> Your instructions
The records below are to be transcribed in full, exactly as given.

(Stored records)
________________________________________
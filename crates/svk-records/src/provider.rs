//! Producer boundary for scraped record batches.
//!
//! This module defines **only** the request/response shape and the trait,
//! plus a file-backed producer that replays a batch a scraper wrote to disk.
//! How an upstream source is fetched is out of scope; the pipeline depends on
//! `dyn Producer` alone.

use std::fmt;
use std::path::{Path, PathBuf};

use chrono::{Days, NaiveDate};

use crate::csv_store;
use crate::record_set::RecordSet;

// ---------------------------------------------------------------------------
// Request
// ---------------------------------------------------------------------------

/// A window of calendar days to produce records for.
#[derive(Debug, Clone, Copy, PartialEq, Eq)]
pub struct ProduceRequest {
    /// First day of the window (inclusive).
    pub start: NaiveDate,
    /// Number of days; `0` is an empty window.
    pub days: u32,
}

impl ProduceRequest {
    pub fn new(start: NaiveDate, days: u32) -> Self {
        Self { start, days }
    }

    pub fn single_day(date: NaiveDate) -> Self {
        Self::new(date, 1)
    }

    /// The `days`-long window ending on `today` (inclusive).
    pub fn trailing(today: NaiveDate, days: u32) -> Self {
        let back = u64::from(days.saturating_sub(1));
        let start = today.checked_sub_days(Days::new(back)).unwrap_or(NaiveDate::MIN);
        Self::new(start, days)
    }

    /// Last day of the window, or `None` for an empty window.
    pub fn end(&self) -> Option<NaiveDate> {
        if self.days == 0 {
            return None;
        }
        self.start
            .checked_add_days(Days::new(u64::from(self.days - 1)))
            .or(Some(NaiveDate::MAX))
    }

    pub fn contains(&self, date: NaiveDate) -> bool {
        match self.end() {
            Some(end) => date >= self.start && date <= end,
            None => false,
        }
    }
}

impl fmt::Display for ProduceRequest {
    fn fmt(&self, f: &mut fmt::Formatter<'_>) -> fmt::Result {
        match self.end() {
            Some(end) => write!(f, "{}..={} ({} days)", self.start, end, self.days),
            None => write!(f, "{} (empty window)", self.start),
        }
    }
}

// ---------------------------------------------------------------------------
// Error type
// ---------------------------------------------------------------------------

/// Errors a [`Producer`] may return.
#[derive(Debug, Clone, PartialEq, Eq)]
pub enum ProducerError {
    /// The source could not be reached or opened.
    Unavailable(String),
    /// The source answered but its payload could not be decoded.
    Decode(String),
    /// The source rejected the request.
    Rejected(String),
}

impl fmt::Display for ProducerError {
    fn fmt(&self, f: &mut fmt::Formatter<'_>) -> fmt::Result {
        match self {
            ProducerError::Unavailable(msg) => write!(f, "producer unavailable: {msg}"),
            ProducerError::Decode(msg) => write!(f, "producer decode error: {msg}"),
            ProducerError::Rejected(msg) => write!(f, "producer rejected request: {msg}"),
        }
    }
}

impl std::error::Error for ProducerError {}

// ---------------------------------------------------------------------------
// Producer trait
// ---------------------------------------------------------------------------

/// Source of candidate records for a window of days.
///
/// Object-safe so the pipeline can hold a `&dyn Producer`.
pub trait Producer: Send + Sync {
    /// Short name for logs (e.g. `"csv-batch"`).
    fn name(&self) -> &'static str;

    /// Produce zero or more records for `req`.
    ///
    /// An empty set means "no new data" and is not an error. Rows may be
    /// duplicated or unordered; the merge resolves both.
    fn produce(&self, req: &ProduceRequest) -> Result<RecordSet, ProducerError>;
}

// ---------------------------------------------------------------------------
// CSV batch producer
// ---------------------------------------------------------------------------

/// Replays a scraped batch file, yielding the rows whose date falls in the
/// requested window. Rows with an unparseable date cannot be placed in any
/// window and are never yielded.
#[derive(Debug, Clone)]
pub struct CsvBatchProducer {
    path: PathBuf,
}

impl CsvBatchProducer {
    pub fn new(path: impl Into<PathBuf>) -> Self {
        Self { path: path.into() }
    }

    pub fn path(&self) -> &Path {
        &self.path
    }
}

impl Producer for CsvBatchProducer {
    fn name(&self) -> &'static str {
        "csv-batch"
    }

    fn produce(&self, req: &ProduceRequest) -> Result<RecordSet, ProducerError> {
        if !self.path.exists() {
            return Err(ProducerError::Unavailable(format!(
                "batch file not found: {}",
                self.path.display()
            )));
        }
        let batch = csv_store::read_path(&self.path)
            .map_err(|e| ProducerError::Decode(e.to_string()))?;

        match req.end() {
            Some(end) => Ok(batch.filter_dates(req.start, end)),
            None => Ok(RecordSet::new(batch.columns().to_vec(), Vec::new())),
        }
    }
}

// ---------------------------------------------------------------------------
// Tests
// ---------------------------------------------------------------------------

#[cfg(test)]
mod tests {
    use super::*;

    fn d(y: i32, m: u32, day: u32) -> NaiveDate {
        NaiveDate::from_ymd_opt(y, m, day).unwrap()
    }

    #[test]
    fn trailing_window_ends_today() {
        let req = ProduceRequest::trailing(d(2024, 3, 10), 3);
        assert_eq!(req.start, d(2024, 3, 8));
        assert_eq!(req.end(), Some(d(2024, 3, 10)));
        assert!(req.contains(d(2024, 3, 8)));
        assert!(!req.contains(d(2024, 3, 11)));
    }

    #[test]
    fn zero_day_window_contains_nothing() {
        let req = ProduceRequest::new(d(2024, 3, 10), 0);
        assert_eq!(req.end(), None);
        assert!(!req.contains(d(2024, 3, 10)));
        assert_eq!(req.to_string(), "2024-03-10 (empty window)");
    }

    #[test]
    fn display_window() {
        let req = ProduceRequest::single_day(d(2024, 1, 2));
        assert_eq!(req.to_string(), "2024-01-02..=2024-01-02 (1 days)");
    }

    #[test]
    fn csv_batch_filters_to_window() {
        let dir = tempfile::tempdir().unwrap();
        let path = dir.path().join("raw.csv");
        std::fs::write(
            &path,
            "Date,Timme,Prognos (MW)\n2024-01-01,0,1\n2024-01-02,0,2\nbad,0,3\n2024-01-03,0,4\n",
        )
        .unwrap();

        let producer: Box<dyn Producer> = Box::new(CsvBatchProducer::new(&path));
        let out = producer
            .produce(&ProduceRequest::new(d(2024, 1, 2), 2))
            .unwrap();
        assert_eq!(out.len(), 2);
        assert_eq!(out.records()[0].date, "2024-01-02");
        assert_eq!(out.records()[1].date, "2024-01-03");
    }

    #[test]
    fn csv_batch_missing_file_is_unavailable() {
        let producer = CsvBatchProducer::new("/definitely/not/here.csv");
        let err = producer
            .produce(&ProduceRequest::single_day(d(2024, 1, 1)))
            .unwrap_err();
        assert!(matches!(err, ProducerError::Unavailable(_)));
    }

    #[test]
    fn producer_error_display() {
        let e = ProducerError::Decode("bad header".to_string());
        assert_eq!(e.to_string(), "producer decode error: bad header");
    }
}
________________________________________
> Solution below
filename crates/svk-records/src/provider.rs
//! Producer boundary for scraped record batches.
//!
//! This module defines **only** the request/response shape and the trait,
//! plus a file-backed producer that replays a batch a scraper wrote to disk.
//! How an upstream source is fetched is out of scope; the pipeline depends on
//! `dyn Producer` alone.

use std::fmt;
use std::path::{Path, PathBuf};

use chrono::{Days, NaiveDate};

use crate::csv_store;
use crate::record_set::RecordSet;

// ---------------------------------------------------------------------------
// Request
// ---------------------------------------------------------------------------

/// A window of calendar days to produce records for.
#[derive(Debug, Clone, Copy, PartialEq, Eq)]
pub struct ProduceRequest {
    /// First day of the window (inclusive).
    pub start: NaiveDate,
    /// Number of days; `0` is an empty window.
    pub days: u32,
}

impl ProduceRequest {
    pub fn new(start: NaiveDate, days: u32) -> Self {
        Self { start, days }
    }

    pub fn single_day(date: NaiveDate) -> Self {
        Self::new(date, 1)
    }

    /// The `days`-long window ending on `today` (inclusive).
    pub fn trailing(today: NaiveDate, days: u32) -> Self {
        let back = u64::from(days.saturating_sub(1));
        let start = today.checked_sub_days(Days::new(back)).unwrap_or(NaiveDate::MIN);
        Self::new(start, days)
    }

    /// Last day of the window, or `None` for an empty window.
    pub fn end(&self) -> Option<NaiveDate> {
        if self.days == 0 {
            return None;
        }
        self.start
            .checked_add_days(Days::new(u64::from(self.days - 1)))
            .or(Some(NaiveDate::MAX))
    }

    pub fn contains(&self, date: NaiveDate) -> bool {
        match self.end() {
            Some(end) => date >= self.start && date <= end,
            None => false,
        }
    }
}

impl fmt::Display for ProduceRequest {
    fn fmt(&self, f: &mut fmt::Formatter<'_>) -> fmt::Result {
        match self.end() {
            Some(end) => write!(f, "{}..={} ({} days)", self.start, end, self.days),
            None => write!(f, "{} (empty window)", self.start),
        }
    }
}

// ---------------------------------------------------------------------------
// Error type
// ---------------------------------------------------------------------------

/// Errors a [`Producer`] may return.
#[derive(Debug, Clone, PartialEq, Eq)]
pub enum ProducerError {
    /// The source could not be reached or opened.
    Unavailable(String),
    /// The source answered but its payload could not be decoded.
    Decode(String),
    /// The source rejected the request.
    Rejected(String),
}

impl fmt::Display for ProducerError {
    fn fmt(&self, f: &mut fmt::Formatter<'_>) -> fmt::Result {
        match self {
            ProducerError::Unavailable(msg) => write!(f, "producer unavailable: {msg}"),
            ProducerError::Decode(msg) => write!(f, "producer decode error: {msg}"),
            ProducerError::Rejected(msg) => write!(f, "producer rejected request: {msg}"),
        }
    }
}

impl std::error::Error for ProducerError {}

// ---------------------------------------------------------------------------
// Producer trait
// ---------------------------------------------------------------------------

/// Source of candidate records for a window of days.
///
/// Object-safe so the pipeline can hold a `&dyn Producer`.
pub trait Producer: Send + Sync {
    /// Short name for logs (e.g. `"csv-batch"`).
    fn name(&self) -> &'static str;

    /// Produce zero or more records for `req`.
    ///
    /// An empty set means "no new data" and is not an error. Rows may be
    /// duplicated or unordered; the merge resolves both.
    fn produce(&self, req: &ProduceRequest) -> Result<RecordSet, ProducerError>;
}

// ---------------------------------------------------------------------------
// CSV batch producer
// ---------------------------------------------------------------------------

/// Replays a scraped batch file, yielding the rows whose date falls in the
/// requested window. Rows with an unparseable date cannot be placed in any
/// window and are never yielded.
#[derive(Debug, Clone)]
pub struct CsvBatchProducer {
    path: PathBuf,
}

impl CsvBatchProducer {
    pub fn new(path: impl Into<PathBuf>) -> Self {
        Self { path: path.into() }
    }

    pub fn path(&self) -> &Path {
        &self.path
    }
}

impl Producer for CsvBatchProducer {
    fn name(&self) -> &'static str {
        "csv-batch"
    }

    fn produce(&self, req: &ProduceRequest) -> Result<RecordSet, ProducerError> {
        if !self.path.exists() {
            return Err(ProducerError::Unavailable(format!(
                "batch file not found: {}",
                self.path.display()
            )));
        }
        let batch = csv_store::read_path(&self.path)
            .map_err(|e| ProducerError::Decode(e.to_string()))?;

        match req.end() {
            Some(end) => Ok(batch.filter_dates(req.start, end)),
            None => Ok(RecordSet::new(batch.columns().to_vec(), Vec::new())),
        }
    }
}

// ---------------------------------------------------------------------------
// Tests
// ---------------------------------------------------------------------------

#[cfg(test)]
mod tests {
    use super::*;

    fn d(y: i32, m: u32, day: u32) -> NaiveDate {
        NaiveDate::from_ymd_opt(y, m, day).unwrap()
    }

    #[test]
    fn trailing_window_ends_today() {
        let req = ProduceRequest::trailing(d(2024, 3, 10), 3);
        assert_eq!(req.start, d(2024, 3, 8));
        assert_eq!(req.end(), Some(d(2024, 3, 10)));
        assert!(req.contains(d(2024, 3, 8)));
        assert!(!req.contains(d(2024, 3, 11)));
    }

    #[test]
    fn zero_day_window_contains_nothing() {
        let req = ProduceRequest::new(d(2024, 3, 10), 0);
        assert_eq!(req.end(), None);
        assert!(!req.contains(d(2024, 3, 10)));
        assert_eq!(req.to_string(), "2024-03-10 (empty window)");
    }

    #[test]
    fn display_window() {
        let req = ProduceRequest::single_day(d(2024, 1, 2));
        assert_eq!(req.to_string(), "2024-01-02..=2024-01-02 (1 days)");
    }

    #[test]
    fn csv_batch_filters_to_window() {
        let dir = tempfile::tempdir().unwrap();
        let path = dir.path().join("raw.csv");
        std::fs::write(
            &path,
            "Date,Timme,Prognos (MW)\n2024-01-01,0,1\n2024-01-02,0,2\nbad,0,3\n2024-01-03,0,4\n",
        )
        .unwrap();

        let producer: Box<dyn Producer> = Box::new(CsvBatchProducer::new(&path));
        let out = producer
            .produce(&ProduceRequest::new(d(2024, 1, 2), 2))
            .unwrap();
        assert_eq!(out.len(), 2);
        assert_eq!(out.records()[0].date, "2024-01-02");
        assert_eq!(out.records()[1].date, "2024-01-03");
    }

    #[test]
    fn csv_batch_missing_file_is_unavailable() {
        let producer = CsvBatchProducer::new("/definitely/not/here.csv");
        let err = producer
            .produce(&ProduceRequest::single_day(d(2024, 1, 1)))
            .unwrap_err();
        assert!(matches!(err, ProducerError::Unavailable(_)));
    }

    #[test]
    fn producer_error_display() {
        let e = ProducerError::Decode("bad header".to_string());
        assert_eq!(e.to_string(), "producer decode error: bad header");
    }
}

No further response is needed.